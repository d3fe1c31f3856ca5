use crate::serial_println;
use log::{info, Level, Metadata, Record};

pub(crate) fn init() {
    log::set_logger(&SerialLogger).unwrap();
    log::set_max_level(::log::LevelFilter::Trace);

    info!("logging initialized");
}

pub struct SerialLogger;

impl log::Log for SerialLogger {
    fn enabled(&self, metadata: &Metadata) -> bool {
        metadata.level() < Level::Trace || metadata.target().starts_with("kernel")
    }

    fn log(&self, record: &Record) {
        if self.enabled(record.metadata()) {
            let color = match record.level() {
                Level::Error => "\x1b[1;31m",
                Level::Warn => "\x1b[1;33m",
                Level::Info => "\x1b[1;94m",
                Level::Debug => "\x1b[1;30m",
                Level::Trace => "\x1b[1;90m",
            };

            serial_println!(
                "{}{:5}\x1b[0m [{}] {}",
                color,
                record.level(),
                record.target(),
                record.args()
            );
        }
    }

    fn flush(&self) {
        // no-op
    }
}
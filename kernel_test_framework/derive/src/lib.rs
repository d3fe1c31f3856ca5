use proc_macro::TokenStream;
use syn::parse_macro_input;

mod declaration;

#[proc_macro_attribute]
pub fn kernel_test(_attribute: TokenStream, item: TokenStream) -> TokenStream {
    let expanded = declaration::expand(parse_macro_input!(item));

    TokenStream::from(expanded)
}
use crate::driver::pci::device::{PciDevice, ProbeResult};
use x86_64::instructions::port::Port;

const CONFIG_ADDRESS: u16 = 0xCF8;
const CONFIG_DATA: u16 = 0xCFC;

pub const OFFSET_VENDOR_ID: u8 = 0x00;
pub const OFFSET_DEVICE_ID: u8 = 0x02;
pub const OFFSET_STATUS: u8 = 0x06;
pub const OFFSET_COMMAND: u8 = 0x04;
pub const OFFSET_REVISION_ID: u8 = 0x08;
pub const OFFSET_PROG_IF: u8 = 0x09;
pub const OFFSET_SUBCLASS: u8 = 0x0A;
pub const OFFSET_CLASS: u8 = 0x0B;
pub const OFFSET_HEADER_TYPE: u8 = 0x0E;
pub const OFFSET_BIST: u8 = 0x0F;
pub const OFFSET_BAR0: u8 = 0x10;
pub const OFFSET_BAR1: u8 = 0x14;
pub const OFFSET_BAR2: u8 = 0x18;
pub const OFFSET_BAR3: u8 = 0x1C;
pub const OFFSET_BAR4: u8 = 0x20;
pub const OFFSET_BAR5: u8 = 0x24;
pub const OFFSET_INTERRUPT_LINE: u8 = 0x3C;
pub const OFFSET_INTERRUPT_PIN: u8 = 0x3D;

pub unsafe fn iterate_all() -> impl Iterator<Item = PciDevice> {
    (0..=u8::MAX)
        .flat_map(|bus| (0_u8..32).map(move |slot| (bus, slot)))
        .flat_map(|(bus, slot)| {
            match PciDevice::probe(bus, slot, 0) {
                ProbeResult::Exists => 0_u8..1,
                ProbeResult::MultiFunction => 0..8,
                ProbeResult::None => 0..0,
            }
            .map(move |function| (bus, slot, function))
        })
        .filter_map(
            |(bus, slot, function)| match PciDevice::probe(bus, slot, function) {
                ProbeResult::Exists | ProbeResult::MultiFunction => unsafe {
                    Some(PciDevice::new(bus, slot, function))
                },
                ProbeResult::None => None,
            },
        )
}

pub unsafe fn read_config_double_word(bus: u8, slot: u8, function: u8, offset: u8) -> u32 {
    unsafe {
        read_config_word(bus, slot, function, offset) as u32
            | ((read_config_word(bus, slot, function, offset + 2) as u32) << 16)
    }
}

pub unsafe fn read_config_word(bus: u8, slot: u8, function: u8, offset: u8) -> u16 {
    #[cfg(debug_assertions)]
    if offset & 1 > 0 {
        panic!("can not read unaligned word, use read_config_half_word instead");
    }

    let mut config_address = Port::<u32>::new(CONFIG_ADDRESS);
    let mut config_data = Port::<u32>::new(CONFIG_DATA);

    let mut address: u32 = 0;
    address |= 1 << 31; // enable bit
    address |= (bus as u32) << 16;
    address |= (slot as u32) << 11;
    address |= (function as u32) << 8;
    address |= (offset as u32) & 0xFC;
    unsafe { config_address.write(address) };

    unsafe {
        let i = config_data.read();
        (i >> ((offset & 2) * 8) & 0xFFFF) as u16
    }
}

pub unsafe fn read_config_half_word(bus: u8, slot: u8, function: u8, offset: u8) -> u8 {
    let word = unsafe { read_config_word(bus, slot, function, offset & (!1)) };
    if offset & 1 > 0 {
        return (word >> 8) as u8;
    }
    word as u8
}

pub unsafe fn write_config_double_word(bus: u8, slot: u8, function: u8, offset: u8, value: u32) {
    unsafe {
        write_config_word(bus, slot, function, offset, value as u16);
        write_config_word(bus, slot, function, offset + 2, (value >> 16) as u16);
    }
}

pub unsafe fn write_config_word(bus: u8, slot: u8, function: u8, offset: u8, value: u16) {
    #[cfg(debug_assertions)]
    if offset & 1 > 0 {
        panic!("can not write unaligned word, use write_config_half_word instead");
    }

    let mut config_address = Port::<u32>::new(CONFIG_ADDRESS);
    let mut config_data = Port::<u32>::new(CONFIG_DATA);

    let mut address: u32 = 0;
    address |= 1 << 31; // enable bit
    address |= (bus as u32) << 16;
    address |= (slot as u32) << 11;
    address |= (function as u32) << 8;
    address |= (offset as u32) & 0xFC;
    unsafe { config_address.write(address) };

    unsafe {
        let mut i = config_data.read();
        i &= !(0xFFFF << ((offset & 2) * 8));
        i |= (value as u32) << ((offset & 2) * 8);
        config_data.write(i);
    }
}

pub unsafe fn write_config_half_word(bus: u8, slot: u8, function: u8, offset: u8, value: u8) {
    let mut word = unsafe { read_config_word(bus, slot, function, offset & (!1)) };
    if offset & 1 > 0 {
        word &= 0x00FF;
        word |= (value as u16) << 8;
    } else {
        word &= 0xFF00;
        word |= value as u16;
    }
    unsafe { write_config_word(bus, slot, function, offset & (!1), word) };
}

----

▶ _What this task involves_: Reproduce, character for character, only the lines of the preceding data that start at the line with "pub const OFFSET_BIST: u8 = 0x0F;" and end at the line with "pub unsafe fn iterate_all()", both included.

▶ _Task response_:
pub const OFFSET_BIST: u8 = 0x0F;
pub const OFFSET_BAR0: u8 = 0x10;
pub const OFFSET_BAR1: u8 = 0x14;
pub const OFFSET_BAR2: u8 = 0x18;
pub const OFFSET_BAR3: u8 = 0x1C;
pub const OFFSET_BAR4: u8 = 0x20;
pub const OFFSET_BAR5: u8 = 0x24;
pub const OFFSET_INTERRUPT_LINE: u8 = 0x3C;
pub const OFFSET_INTERRUPT_PIN: u8 = 0x3D;

pub unsafe fn iterate_all() -> impl Iterator<Item = PciDevice> {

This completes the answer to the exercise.